At this point, it is clear that movement is one of her defining characteristics. She moved her family to Amherst, Massachusetts in 1997 where she embarked on graduate study in theater at the University of Massachusetts Amherst. During this time, she worked with New WORLD Theater and founded her own company dark moon collective. Her love of Black people and Black movements for liberation led her to South Africa. She made her first trip with support from the Augusta Savage Gallery in 2002 and would go on to earn a Fulbright to continue her work in Cape Town. As a Fulbright Senior Scholar, she launched Brown Paper Studio, an applied theater methodology, in Cape Town in 2004. She spent a decade nurturing this transformative program at the University of the Western Cape and Muhammad, her son, joined the company in its early years. 
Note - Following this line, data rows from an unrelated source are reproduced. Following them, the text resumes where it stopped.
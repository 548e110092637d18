use tree_sitter::Node;

use super::treesitter::{statement_tail, GrammarSpec};

pub const CSHARP: GrammarSpec = GrammarSpec {
    language: "csharp",
    grammar: tree_sitter_c_sharp::language,
    function_kinds: &[
        "method_declaration",
        "constructor_declaration",
        "local_function_statement",
    ],
    class_kinds: &[
        "class_declaration",
        "struct_declaration",
        "interface_declaration",
        "record_declaration",
        "enum_declaration",
    ],
    assigned_functions: &[],
    call_kinds: &[
        ("invocation_expression", "function"),
        ("object_creation_expression", "type"),
    ],
    macro_token_trees: &[],
    import_kinds: &["using_directive"],
    import_names: csharp_imports,
};

fn csharp_imports(node: Node, source: &str) -> Vec<String> {
    statement_tail(node, source, &["global", "using", "static"])
}

#[cfg(test)]
mod tests {
    use super::*;
    use crate::core::languages::{SyntaxAdapter, TreeSitterAdapter};

    #[test]
    fn test_csharp_members_and_usings() {
        let source = r#"
using System.Text;

namespace Demo
{
    public class Greeter
    {
        public string Greet(string name)
        {
            return Format(name).Trim();
        }

        private static string Format(string n)
        {
            return new StringBuilder(n).ToString();
        }
    }
}
"#;
        let mut adapter = TreeSitterAdapter::new(&CSHARP).unwrap();
        let out = adapter.extract(source).unwrap();

        assert_eq!(out.imports, vec!["System.Text"]);
        let names: Vec<_> = out.symbols.iter().map(|s| s.name.as_str()).collect();
        assert_eq!(names, vec!["Greeter", "Greet", "Format"]);
        assert!(out.symbols[1].calls.contains(&"Format".to_string()));
        assert!(out.symbols[2].calls.contains(&"StringBuilder".to_string()));
    }
}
Judyie then made her way back to Amherst, MA where she was invited to direct Venus by Suzan-Lori Parks in the Department of Theater at Umass Amherst in 2012. The following year, she joined the faculty with a joint appointment between the theater department and Commonwealth Honors College, where she served as the program director for theater. She was also an affiliated faculty member with the W. E. B. Du Bois Department of Afro-American Studies and a beloved member of Blacklist and Third Space, two programs for faculty of color. She took a leadership role with the Five College African Studies Council and brought expansive ideas to the work of this important group.  Her notable directing projects in the department of theater include Venus in 2012; Wole Soyinka’s adaptation of The Bacchae of Euripides: A Communion Rite in 2020; The Black Playwrights Celebration in 2022; Many Patterns, One Cloth in 2023; and Unfinished Women Cry in No Man’s Land While a Bird Dies in a Gilded Cage by Aisha Rahman in 2025. 
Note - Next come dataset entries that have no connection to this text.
/// A file that was selected for parsing but could not be turned into a [`SourceUnit`]
#[derive(Debug, Clone, PartialEq, Eq, Serialize, Deserialize)]
pub struct UnparseableFile {
    pub path: PathBuf,
    pub language: String,
    pub reason: String,
}

/// Everything the file walk produced for one repository
#[derive(Debug, Default)]
pub struct ParsedRepository {
    /// Sorted by path
    pub units: Vec<SourceUnit>,
    pub unparseable: Vec<UnparseableFile>,
    pub warnings: Vec<DiscoveryWarning>,
}

/// Multi-language code parser that delegates to language-specific adapters
pub struct CodeParser {
    config: ParsingConfig,
    rules: Arc<ExclusionRules>,
    markers: Vec<String>,
    follow_symlinks: bool,
    /// Stop at nested repository roots; they are scanned on their own
    stop_at_nested: bool,
    adapters: HashMap<String, Box<dyn SyntaxAdapter>>,
}

impl CodeParser {
    pub fn new(
        config: &ParsingConfig,
        discovery: &DiscoveryConfig,
        rules: Arc<ExclusionRules>,
    ) -> Result<Self> {
        let mut adapters = HashMap::new();

        for language in &config.languages {
            match adapter_for(language)? {
                Some(adapter) => {
                    debug!("Registered {:?} adapter for {}", adapter.strategy(), language);
                    adapters.insert(language.clone(), adapter);
                }
                None => warn!("No syntax adapter for language '{}', skipping", language),
            }
        }

        Ok(Self {
            config: config.clone(),
            rules,
            markers: discovery.markers.clone(),
            follow_symlinks: discovery.follow_symlinks,
            stop_at_nested: discovery.include_nested,
            adapters,
        })
    }

    /// Walk one repository and parse every supported file in it
    pub fn parse_repository(&mut self, root: &Path) -> ParsedRepository {
        let mut parsed = ParsedRepository::default();

        let rules = Arc::clone(&self.rules);
        let markers = self.markers.clone();
        let stop_at_nested = self.stop_at_nested;
        let walk_root = root.to_path_buf();

        // Use ignore crate to respect .gitignore and custom patterns
        let walker = WalkBuilder::new(root)
            .hidden(false)
            .git_ignore(true)
            .git_global(false)
            .git_exclude(false)
            .require_git(false)
            .parents(false)
            .follow_links(self.follow_symlinks)
            .sort_by_file_name(|a, b| a.cmp(b))
            .filter_entry(move |entry| {
                if entry.depth() == 0 {
                    return true;
                }
                let is_dir = entry.file_type().map(|t| t.is_dir()).unwrap_or(false);
                let name = entry.file_name().to_string_lossy();
                if is_dir && markers.iter().any(|m| *m == name) {
                    return false;
                }
                let rel = entry.path().strip_prefix(&walk_root).unwrap_or(entry.path());
                if rules.is_excluded(rel) {
                    return false;
                }
                !(is_dir && stop_at_nested && markers.iter().any(|m| entry.path().join(m).is_dir()))
            })
            .build();

        for entry in walker {
            let entry = match entry {
                Ok(entry) => entry,
                Err(err) => {
                    let path = error_path(&err).unwrap_or_else(|| root.to_path_buf());
                    warn!("Skipping {}: {}", path.display(), err);
                    parsed.warnings.push(DiscoveryWarning {
                        path,
                        message: err.to_string(),
                    });
                    continue;
                }
            };

            if !entry.file_type().map(|t| t.is_file()).unwrap_or(false) {
                continue;
            }

            let path = entry.path();
            let Some(language) = self.select(path) else {
                continue;
            };
            let rel = path.strip_prefix(root).unwrap_or(path).to_path_buf();

            match self.parse_file(path, &rel, &language) {
                Ok(Some(unit)) => parsed.units.push(unit),
                Ok(None) => {}
                Err(reason) => {
                    warn!("Unparseable file {}: {}", rel.display(), reason);
                    parsed.unparseable.push(UnparseableFile {
                        path: rel,
                        language,
                        reason,
                    });
                }
            }
        }

        parsed.units.sort_by(|a, b| a.path.cmp(&b.path));
        parsed.unparseable.sort_by(|a, b| a.path.cmp(&b.path));
        parsed
    }

    /// Read, size-check and parse one file. `Ok(None)` means the file was skipped.
    fn parse_file(
        &mut self,
        path: &Path,
        rel: &Path,
        language: &str,
    ) -> std::result::Result<Option<SourceUnit>, String> {
        let size = std::fs::metadata(path).map_err(|e| e.to_string())?.len();
        if size > self.config.max_file_size {
            debug!("Skipping {} ({} bytes exceeds size limit)", rel.display(), size);
            return Ok(None);
        }

        let bytes = std::fs::read(path).map_err(|e| e.to_string())?;
        let content = decode(bytes);
        self.parse_source(rel, language, content).map(Some)
    }

    /// Run the language adapter over already-decoded content
    pub fn parse_source(
        &mut self,
        rel: &Path,
        language: &str,
        content: String,
    ) -> std::result::Result<SourceUnit, String> {
        let adapter = self
            .adapters
            .get_mut(language)
            .ok_or_else(|| format!("no adapter for {}", language))?;
        let extraction = adapter.extract(&content).map_err(|e| e.to_string())?;

        Ok(SourceUnit {
            path: rel.to_path_buf(),
            language: language.to_string(),
            fingerprint: calculate_hash(&content),
            line_count: content.lines().count(),
            symbols: extraction.symbols,
            imports: extraction.imports,
            content,
        })
    }

    /// Language tag for a path, if the file should be parsed at all
    fn select(&self, path: &Path) -> Option<String> {
        let extension = path.extension()?.to_str()?.to_ascii_lowercase();
        if self.config.binary_extensions.iter().any(|b| *b == extension) {
            return None;
        }
        let language = self.config.file_extensions.get(&extension)?;
        self.adapters.contains_key(language).then(|| language.clone())
    }
}

/// Manifest file names present directly under `root`, in [`MANIFEST_FILES`] order
pub fn detect_manifests(root: &Path) -> Vec<String> {
    MANIFEST_FILES
        .iter()
        .filter(|name| root.join(name).is_file())
        .map(|name| name.to_string())
        .collect()
}

/// Longest manifest excerpt kept in a report
pub const MANIFEST_SNIPPET_BYTES: usize = 4_000;

/// Reported content of one dependency manifest
#[derive(Debug, Clone, PartialEq, Serialize, Deserialize)]
#[serde(untagged)]
pub enum ManifestContent {
    Text { content: String, truncated: bool },
    /// `package.json` that parsed as JSON
    Json(serde_json::Value),
}

/// Contents of every manifest under `root`, keyed by file name. Unreadable
/// manifests are skipped.
pub fn read_manifests(root: &Path) -> BTreeMap<String, ManifestContent> {
    let mut manifests = BTreeMap::new();

    for name in detect_manifests(root) {
        let bytes = match std::fs::read(root.join(&name)) {
            Ok(bytes) => bytes,
            Err(e) => {
                warn!("Failed to read manifest {}: {}", root.join(&name).display(), e);
                continue;
            }
        };
        let text = decode(bytes);

        if name == "package.json" {
            if let Ok(value) = serde_json::from_str::<serde_json::Value>(&text) {
                manifests.insert(name, ManifestContent::Json(value));
                continue;
            }
            debug!("package.json in {} is not valid JSON", root.display());
        }

        let cut = snippet_end(&text, MANIFEST_SNIPPET_BYTES);
        manifests.insert(
            name,
            ManifestContent::Text {
                truncated: cut < text.len(),
                content: text[..cut].to_string(),
            },
        );
    }

    manifests
}

/// Largest char boundary not past `limit`
fn snippet_end(text: &str, limit: usize) -> usize {
    if text.len() <= limit {
        return text.len();
    }
    (0..=limit).rev().find(|&i| text.is_char_boundary(i)).unwrap_or(0)
}

/// UTF-8 when valid, otherwise Latin-1 (every byte maps to one char)
fn decode(bytes: Vec<u8>) -> String {
    match String::from_utf8(bytes) {
        Ok(text) => text,
        Err(err) => err.into_bytes().iter().map(|&b| b as char).collect(),
    }
}

/// Calculate SHA256 hash of content
fn calculate_hash(content: &str) -> String {
    let mut hasher = Sha256::new();
    hasher.update(content.as_bytes());
    format!("{:x}", hasher.finalize())
}

fn error_path(err: &ignore::Error) -> Option<PathBuf> {
    match err {
        ignore::Error::WithPath { path, .. } => Some(path.clone()),
        ignore::Error::WithDepth { err, .. } | ignore::Error::WithLineNumber { err, .. } => {
            error_path(err)
        }
        ignore::Error::Loop { child, .. } => Some(child.clone()),
        _ => None,
    }
}

#[cfg(test)]
mod tests {
    use super::*;
    use assert_fs::prelude::*;
    use assert_fs::TempDir;

    fn parser_with(discovery: &DiscoveryConfig) -> CodeParser {
        let rules = Arc::new(ExclusionRules::new(&discovery.exclude_patterns).unwrap());
        CodeParser::new(&ParsingConfig::default(), discovery, rules).unwrap()
    }

    fn repo() -> TempDir {
        let temp = TempDir::new().unwrap();
        temp.child(".git").create_dir_all().unwrap();
        temp.child(".gitignore").write_str("generated/\n").unwrap();
        temp.child("app/main.py")
            .write_str("def main():\n    helper()\n\ndef helper():\n    pass\n")
            .unwrap();
        temp.child("app/broken.py").write_str("def broken(:\n").unwrap();
        temp.child("web/index.ts")
            .write_str("export function boot() {\n  start();\n}\n")
            .unwrap();
        temp.child("generated/out.py").write_str("def gen():\n    pass\n").unwrap();
        temp.child("node_modules/lib/index.js")
            .write_str("function lib() {}\n")
            .unwrap();
        temp.child("logo.png").write_binary(&[0x89, 0x50, 0x4e, 0x47]).unwrap();
        temp.child("vendor/inner/.git").create_dir_all().unwrap();
        temp.child("vendor/inner/lib.py").write_str("def inner():\n    pass\n").unwrap();
        temp.child("requirements.txt").write_str("requests\n").unwrap();
        temp
    }

    #[test]
    fn parses_supported_files_and_records_failures() {
        let temp = repo();
        let mut parser = parser_with(&DiscoveryConfig::default());

        let parsed = parser.parse_repository(temp.path());
        let paths: Vec<_> = parsed.units.iter().map(|u| u.path.clone()).collect();
        assert_eq!(
            paths,
            vec![
                PathBuf::from("app/main.py"),
                PathBuf::from("vendor/inner/lib.py"),
                PathBuf::from("web/index.ts"),
            ]
        );

        let main = &parsed.units[0];
        assert_eq!(main.language, "python");
        assert_eq!(main.line_count, 5);
        assert_eq!(main.symbols.len(), 2);
        assert_eq!(main.fingerprint.len(), 64);

        assert_eq!(parsed.unparseable.len(), 1);
        assert_eq!(parsed.unparseable[0].path, PathBuf::from("app/broken.py"));
        assert!(parsed.unparseable[0].reason.contains("syntax error"));
    }

    #[test]
    fn nested_roots_are_left_out_when_scanned_separately() {
        let temp = repo();
        let config = DiscoveryConfig {
            include_nested: true,
            ..DiscoveryConfig::default()
        };
        let mut parser = parser_with(&config);

        let parsed = parser.parse_repository(temp.path());
        assert!(parsed
            .units
            .iter()
            .all(|u| !u.path.starts_with("vendor/inner")));
    }

    #[test]
    fn oversize_files_are_skipped() {
        let temp = repo();
        let discovery = DiscoveryConfig::default();
        let rules = Arc::new(ExclusionRules::new(&discovery.exclude_patterns).unwrap());
        let parsing = ParsingConfig {
            max_file_size: 30,
            ..ParsingConfig::default()
        };
        let mut parser = CodeParser::new(&parsing, &discovery, rules).unwrap();

        let parsed = parser.parse_repository(temp.path());
        let paths: Vec<_> = parsed.units.iter().map(|u| u.path.clone()).collect();
        assert_eq!(paths, vec![PathBuf::from("vendor/inner/lib.py")]);
    }

    #[test]
    fn latin1_content_is_decoded() {
        assert_eq!(decode(vec![b'c', b'a', b'f', 0xe9]), "café");
        assert_eq!(decode("plain".as_bytes().to_vec()), "plain");
    }

    #[test]
    fn manifest_contents_are_parsed_or_truncated() {
        let temp = TempDir::new().unwrap();
        temp.child("package.json")
            .write_str(r#"{"name": "shop", "dependencies": {"left-pad": "1.0.0"}}"#)
            .unwrap();
        temp.child("requirements.txt").write_str("requests\n").unwrap();
        temp.child("go.mod")
            .write_str(&"require example.com/x v1.0.0\n".repeat(500))
            .unwrap();

        let manifests = read_manifests(temp.path());
        assert_eq!(manifests.len(), 3);

        match &manifests["package.json"] {
            ManifestContent::Json(value) => {
                assert_eq!(value["dependencies"]["left-pad"], "1.0.0");
            }
            other => panic!("expected parsed JSON, got {:?}", other),
        }
        assert_eq!(
            manifests["requirements.txt"],
            ManifestContent::Text {
                content: "requests\n".to_string(),
                truncated: false,
            }
        );
        match &manifests["go.mod"] {
            ManifestContent::Text { content, truncated } => {
                assert!(*truncated);
                assert_eq!(content.len(), MANIFEST_SNIPPET_BYTES);
            }
            other => panic!("expected text, got {:?}", other),
        }
    }

    #[test]
    fn broken_package_json_falls_back_to_text() {
        let temp = TempDir::new().unwrap();
        temp.child("package.json").write_str("{ not json").unwrap();

        let manifests = read_manifests(temp.path());
        assert!(matches!(
            &manifests["package.json"],
            ManifestContent::Text { content, .. } if content == "{ not json"
        ));
    }

    #[test]
    fn manifests_are_listed_in_a_fixed_order() {
        let temp = repo();
        temp.child("Cargo.toml").write_str("[package]\n").unwrap();
        temp.child("package.json").write_str("{}").unwrap();

        assert_eq!(
            detect_manifests(temp.path()),
            vec!["requirements.txt", "package.json", "Cargo.toml"]
        );
    }
}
In addition to writing plays and poetry, she was a well-respected author whose publications include For the Feeling: Love & Transformation from New York to Cape Town (CreateSpace Independent Publishing Platform, 2012). She contributed two chapters to Black Acting Methods: Critical Approaches, edited by Sharrell Luckett and Tia M. Shaffer, (Routledge, 2017) as well as an essay titled “The Circle” in Imagined Theatres: South Africa, curated by Megan Lewis, (Routledge, 2017). She had recently completed her second book Between Tattoos: A Biomythography in Three Acts.  
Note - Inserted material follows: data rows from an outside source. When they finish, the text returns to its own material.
const GO_LEXICON: Lexicon = Lexicon {
    line_comment: "//",
    comment_at_word_start: false,
    block_comments: true,
    quotes: &['"', '\'', '`'],
    raw_quotes: &['`'],
};

const C_LEXICON: Lexicon = Lexicon {
    line_comment: "//",
    comment_at_word_start: false,
    block_comments: true,
    quotes: &['"', '\''],
    raw_quotes: &[],
};

const SHELL_LEXICON: Lexicon = Lexicon {
    line_comment: "#",
    comment_at_word_start: true,
    block_comments: false,
    quotes: &['"', '\'', '`'],
    raw_quotes: &['\''],
};

const JS_KEYWORDS: &[&str] = &[
    "if", "for", "while", "switch", "catch", "return", "function", "typeof", "new", "super",
    "await", "yield", "with", "constructor",
];

const GO_KEYWORDS: &[&str] = &["if", "for", "switch", "select", "return", "func", "go", "defer"];

const C_KEYWORDS: &[&str] = &[
    "if", "for", "while", "switch", "return", "sizeof", "else", "do", "case", "catch",
    "alignof", "decltype",
];

const SHELL_KEYWORDS: &[&str] = &[
    "if", "then", "else", "elif", "fi", "for", "while", "until", "do", "done", "case", "esac",
    "function", "return", "local", "export", "declare", "readonly", "in", "select", "exit",
];

impl PatternSpec {
    pub fn typescript() -> Result<Self> {
        Self::build(
            "typescript",
            &[
                (SymbolKind::Function, r"\bfunction\s*\*?\s+([A-Za-z_$][\w$]*)\s*[<(]"),
                (
                    SymbolKind::Function,
                    r"\b(?:const|let|var)\s+([A-Za-z_$][\w$]*)\s*(?::[^=]+)?=\s*(?:async\s*)?\([^)]*\)\s*(?::\s*[^={]+)?=>\s*\{",
                ),
                (
                    SymbolKind::Function,
                    r"\b(?:const|let|var)\s+([A-Za-z_$][\w$]*)\s*(?::[^=]+)?=\s*(?:async\s+)?function\b",
                ),
                (SymbolKind::Class, r"\b(?:class|interface)\s+([A-Za-z_$][\w$]*)"),
                (
                    SymbolKind::Function,
                    r"(?m)^[ \t]*(?:(?:public|private|protected|static|async|readonly|override|get|set)\s+)*([A-Za-z_$][\w$]*)\s*\([^)]*\)\s*(?::\s*[^{;]+)?\{",
                ),
            ],
            r"\b([A-Za-z_$][\w$]*)\s*\(",
            &[
                r#"\bimport\s+(?:[^;]+?\s+from\s+)?['"]([^'"]+)['"]"#,
                r#"\brequire\(\s*['"]([^'"]+)['"]\s*\)"#,
            ],
            JS_KEYWORDS,
            &TS_LEXICON,
        )
    }

    pub fn go() -> Result<Self> {
        Self::build(
            "go",
            &[
                (
                    SymbolKind::Function,
                    r"\bfunc\s+(?:\([^)]*\)\s*)?([A-Za-z_]\w*)\s*(?:\[[^\]]*\])?\(",
                ),
                (SymbolKind::Class, r"\btype\s+([A-Za-z_]\w*)\s+(?:struct|interface)\b"),
            ],
            r"\b([A-Za-z_]\w*)\s*\(",
            &[r#"\bimport\s+(?:\(\s*([^)]*?)\s*\)|(?:[A-Za-z_.]\w*\s+)?"([^"]+)")"#],
            GO_KEYWORDS,
            &GO_LEXICON,
        )
    }

    /// C and C++ share one table
    pub fn c_family() -> Result<Self> {
        Self::build(
            "c",
            &[
                (
                    SymbolKind::Function,
                    r"(?m)^[A-Za-z_][\w*&\s:<>,]*?[\s*&](?:\w+::)*(~?[A-Za-z_]\w*)\s*\([^;{]*\)\s*(?:const\s*)?\{",
                ),
                (
                    SymbolKind::Class,
                    r"(?m)^[ \t]*(?:typedef\s+)?(?:struct|class|union)\s+([A-Za-z_]\w*)[^;{(]*\{",
                ),
            ],
            r"\b([A-Za-z_]\w*)\s*\(",
            &[r#"(?m)^[ \t]*#\s*include\s*[<"]([^>"]+)[>"]"#],
            C_KEYWORDS,
            &C_LEXICON,
        )
    }

    pub fn shell() -> Result<Self> {
        Self::build(
            "shell",
            &[
                (SymbolKind::Function, r"(?m)^[ \t]*(?:function\s+)?([A-Za-z_][\w-]*)\s*\(\)\s*\{"),
                (SymbolKind::Function, r"(?m)^[ \t]*function\s+([A-Za-z_][\w-]*)\s*\{"),
            ],
            // commands: first word of a line, or after ; && || | $(
            r"(?m)(?:^|[;&|]|\$\()[ \t]*([A-Za-z_][\w-]*)",
            &[r"(?m)^[ \t]*(?:source|\.)\s+(\S+)"],
            SHELL_KEYWORDS,
            &SHELL_LEXICON,
        )
    }

    fn build(
        language: &'static str,
        definitions: &[(SymbolKind, &str)],
        call: &str,
        imports: &[&str],
        keywords: &'static [&'static str],
        lexicon: &'static Lexicon,
    ) -> Result<Self> {
        let definitions = definitions
            .iter()
            .map(|(kind, src)| Ok((*kind, compile(src)?)))
            .collect::<Result<Vec<_>>>()?;
        let imports = imports.iter().map(|src| compile(src)).collect::<Result<Vec<_>>>()?;

        Ok(Self {
            language,
            definitions,
            call: compile(call)?,
            imports,
            keywords,
            lexicon,
        })
    }
}

fn compile(src: &str) -> Result<Regex> {
    Regex::new(src).map_err(|e| {
        RepoIntelError::Parser(format!("invalid adapter pattern {}: {}", src, e))
    })
}

/// Heuristic adapter driven by a [`PatternSpec`]
pub struct PatternAdapter {
    spec: PatternSpec,
}

/// A definition hit with its body located
struct Span {
    name: String,
    kind: SymbolKind,
    start: usize,
    open: usize,
    close: usize,
}

impl PatternAdapter {
    pub fn new(spec: PatternSpec) -> Self {
        Self { spec }
    }

    fn spans(&self, content: &str) -> Vec<Span> {
        let mut claimed = HashSet::new();
        let mut spans = Vec::new();

        for (kind, regex) in &self.spec.definitions {
            for caps in regex.captures_iter(content) {
                let (Some(whole), Some(name)) = (caps.get(0), caps.get(1)) else {
                    continue;
                };
                if self.spec.keywords.contains(&name.as_str()) {
                    continue;
                }
                let Some(open) = opening_brace(content, whole.as_str(), whole.end()) else {
                    continue;
                };
                if !claimed.insert(open) {
                    continue;
                }
                let Some(close) = matching_brace(content, open, self.spec.lexicon) else {
                    continue;
                };
                let leading = whole.as_str().len() - whole.as_str().trim_start().len();
                spans.push(Span {
                    name: name.as_str().to_string(),
                    kind: *kind,
                    start: whole.start() + leading,
                    open,
                    close,
                });
            }
        }

        // source order; an enclosing span sorts before the spans it contains
        spans.sort_by(|a, b| a.start.cmp(&b.start).then(b.close.cmp(&a.close)));
        spans
    }

    fn imports(&self, content: &str) -> Vec<String> {
        let mut imports = Vec::new();
        for regex in &self.spec.imports {
            for caps in regex.captures_iter(content) {
                for group in caps.iter().skip(1).flatten() {
                    let text = group.as_str();
                    let quoted = quoted_strings(text);
                    if quoted.is_empty() {
                        let trimmed = text.trim();
                        if !trimmed.is_empty() {
                            imports.push(trimmed.to_string());
                        }
                    } else {
                        imports.extend(quoted);
                    }
                }
            }
        }
        imports
    }
}

impl SyntaxAdapter for PatternAdapter {
    fn extract(&mut self, source: &str) -> Result<Extraction> {
        let masked = mask_comments(source, self.spec.lexicon);
        let content = masked.as_str();
        let spans = self.spans(content);
        let lines = LineIndex::new(content);

        let mut symbols: Vec<RawSymbol> = spans
            .iter()
            .map(|s| RawSymbol {
                name: s.name.clone(),
                kind: s.kind,
                byte_range: (s.start, s.close + 1),
                line_range: (lines.line_of(s.start), lines.line_of(s.close)),
                calls: Vec::new(),
            })
            .collect();

        for caps in self.spec.call.captures_iter(content) {
            let Some(callee) = caps.get(1) else { continue };
            let name = callee.as_str();
            if self.spec.keywords.contains(&name) {
                continue;
            }
            if content[callee.end()..].starts_with('=') {
                // shell assignment, not a command
                continue;
            }
            let at = callee.start();
            if spans.iter().any(|s| s.start <= at && at < s.open) {
                continue;
            }
            let owner = spans
                .iter()
                .enumerate()
                .filter(|(_, s)| s.open < at && at < s.close)
                .max_by_key(|(_, s)| s.open)
                .map(|(idx, _)| idx);
            if let Some(idx) = owner {
                symbols[idx].calls.push(name.to_string());
            }
        }

        Ok(Extraction {
            symbols,
            imports: self.imports(content),
        })
    }

    fn language_name(&self) -> &str {
        self.spec.language
    }

    fn strategy(&self) -> AdapterStrategy {
        AdapterStrategy::Pattern
    }
}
Judyie loved her students and held them in the highest regard, often continuing her mentorship with many of them in various ways including serving as an advisor to the Re-Emergence Collective, a group of budding theater artists largely comprised of UMass Amherst alums.  Judyie often ended her messages to her members of her cherished communities with the words, “In Peace, Freedom & Community. Ashé”. This spoke to her steadfast belief in the power of coming together to create a more just world.
She is survived by her former spouse Shahid Al-Bilali, her daughter Lillian Hanan Al-Bilali, her son Muhammad Salim Al-Bilali and his family, wife Torkwase Love and children: Mia, Kai, and Ali. She has predeceased her older brother Reverend Canon George Brandt, Jr. There will be a celebration of her life on April 10, 2026 in Amherst, MA.